* Instructions for the task:
Where "text" occurs in a line of the entries below, copy that line.

(Beginning of Study material)

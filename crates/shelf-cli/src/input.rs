//! Theme list loading.
//!
//! Accepts either a bare JSON array of themes or the catalog API's envelope
//! `{"themes": [...]}`. Fields other than `id` and `itemCount` are ignored.

use std::fmt;
use std::io::Read;
use std::path::Path;

use serde::{Deserialize, Serialize};
use shelf_layout::ThemeDescriptor;

use crate::error::{CliError, Result};

/// Theme id as sent by the catalog API: numeric or a slug.
#[derive(Debug, Clone, PartialEq, Eq, Hash, Serialize, Deserialize)]
#[serde(untagged)]
pub enum ThemeId {
    Number(u64),
    Slug(String),
}

impl fmt::Display for ThemeId {
    fn fmt(&self, f: &mut fmt::Formatter<'_>) -> fmt::Result {
        match self {
            Self::Number(n) => write!(f, "{n}"),
            Self::Slug(s) => f.write_str(s),
        }
    }
}

pub type Theme = ThemeDescriptor<ThemeId>;

#[derive(Deserialize)]
#[serde(untagged)]
enum ThemeList {
    Bare(Vec<Theme>),
    Envelope { themes: Vec<Theme> },
}

/// Parse a theme list from JSON text.
pub fn parse_themes(json: &str) -> Result<Vec<Theme>> {
    let list: ThemeList = serde_json::from_str(json)?;
    Ok(match list {
        ThemeList::Bare(themes) | ThemeList::Envelope { themes } => themes,
    })
}

/// Load a theme list from a file path, or from stdin when `source` is `-`.
pub fn load_themes(source: &str) -> Result<Vec<Theme>> {
    let text = if source == "-" {
        let mut text = String::new();
        std::io::stdin().read_to_string(&mut text)?;
        text
    } else {
        let path = Path::new(source);
        if !path.exists() {
            return Err(CliError::MissingPath {
                path: path.to_path_buf(),
            });
        }
        std::fs::read_to_string(path)?
    };
    let themes = parse_themes(&text)?;
    tracing::debug!(target: "shelf.cli", source, themes = themes.len(), "loaded theme list");
    Ok(themes)
}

(End of Study material)

* The completed task:
/// Parse a theme list from JSON text.
    let text = if source == "-" {
        let mut text = String::new();
        std::io::stdin().read_to_string(&mut text)?;
        text
    let themes = parse_themes(&text)?;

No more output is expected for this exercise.